Self-Driving Databases & My Pregnant Wife: The Hard Parts

Abstract:
The current research trend is on developing "learned" components to supplement and replace legacy components in database management systems (DBMSs). Such learned components use machine learning (ML) methods to identify non-trivial trends and correlations in the DBMS's runtime behavior. They then use this information to create execution strategies and data structures that are tailored to the application's access patterns. The hope is that learned components will enable new optimizations that are not possible today because the complexity of managing DBMSs has surpassed the abilities of humans. This could then lead to the ultimate goal of achieving a "self-driving" DBMS that is able to configure, manage, and optimize itself automatically as the database and its workload evolve over time. The bad news is that creating such a fully autonomous DBMS is harder than that. The problem requires both holistic systems engineering and novel ML solutions that cannot be solved with just adding learned components to an existing DBMS.

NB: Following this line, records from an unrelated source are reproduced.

//! SpawnWallStep: walls off the tiles next to a spawn that have no road
//! beside them, so no creep spawns into a dead end. Last step of the
//! pipeline.

use crate::labels::*;
use crate::location::*;
use crate::step::*;
use log::*;

pub struct SpawnWallStep;

impl PlanningStep for SpawnWallStep {
    fn name(&self) -> &str {
        "spawn_walls"
    }

    fn run(&self, state: &mut BuilderState, _ctx: &PlanningContext) -> StepResult {
        let spawns = state.placement.plan().get_locations(LocationType::Spawn);
        let mut walls = Vec::new();

        for spawn in spawns {
            for tile in spawn.neighbors() {
                if !state.placement.is_buildable_tile(tile, false) {
                    continue;
                }
                let plan = state.placement.plan();
                if tile.neighbors().any(|n| plan.has(LocationType::Road, n)) {
                    continue;
                }
                walls.push(tile);
            }
        }

        walls.sort_by_key(|loc: &Location| loc.linear_index());
        walls.dedup();
        for wall in &walls {
            state.placement.plan_location(*wall, LocationType::SpawnBlocker);
        }

        debug!("{}: {} spawn walls", state.room, walls.len());
        StepResult::Done
    }
}

#[cfg(test)]
mod tests {
    use super::*;
    use crate::min_cut::DinicMinCut;
    use crate::pathing::AStarPathfinder;
    use crate::steps::test_support::*;

    #[test]
    fn dead_end_tiles_next_to_spawns_are_walled() {
        let intel = open_intel();
        let mut state = state_for(&intel, Location::from_xy(25, 25));
        state.placement.prepare_building_matrix(&[]);
        let spawn = Location::from_xy(30, 30);
        state.placement.plan_location(spawn, LocationType::Spawn);
        for x in 28..=32 {
            state.placement.plan_location(Location::from_xy(x, 28), LocationType::Road);
        }

        let ctx = PlanningContext {
            intel: &intel,
            pathfinder: &AStarPathfinder,
            min_cut: &DinicMinCut,
        };
        assert_eq!(SpawnWallStep.run(&mut state, &ctx), StepResult::Done);

        let plan = state.placement.plan();
        // Tiles at y = 29 touch the road, the rest of the ring does not.
        assert!(!plan.has(LocationType::SpawnBlocker, Location::from_xy(30, 29)));
        assert_eq!(plan.count(LocationType::SpawnBlocker), 5);
        assert!(plan.has(LocationType::SpawnBlocker, Location::from_xy(30, 31)));
        assert!(plan.is_obstacle(Location::from_xy(31, 31)));
    }
}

In this talk, I discuss the pressing unsolved problems in self-driving DBMSs. These include how to support training data collection, fast state changes, succinct state and action representations, and accurate reward observations. I will also present techniques on how to build a new autonomous DBMS or the steps needed to retrofit an existing one to enable automated control.

Bio:
Andy Pavlo is an Associate Professor of Databaseology in the Computer Science Department at Carnegie Mellon University. His (unnatural) infatuation with database systems has inadvertently caused him to incur several distinctions, such as the NSF CAREER (2019), a Sloan Fellowship (2018), and the ACM SIGMOD Jim Gray Dissertation Award (2014).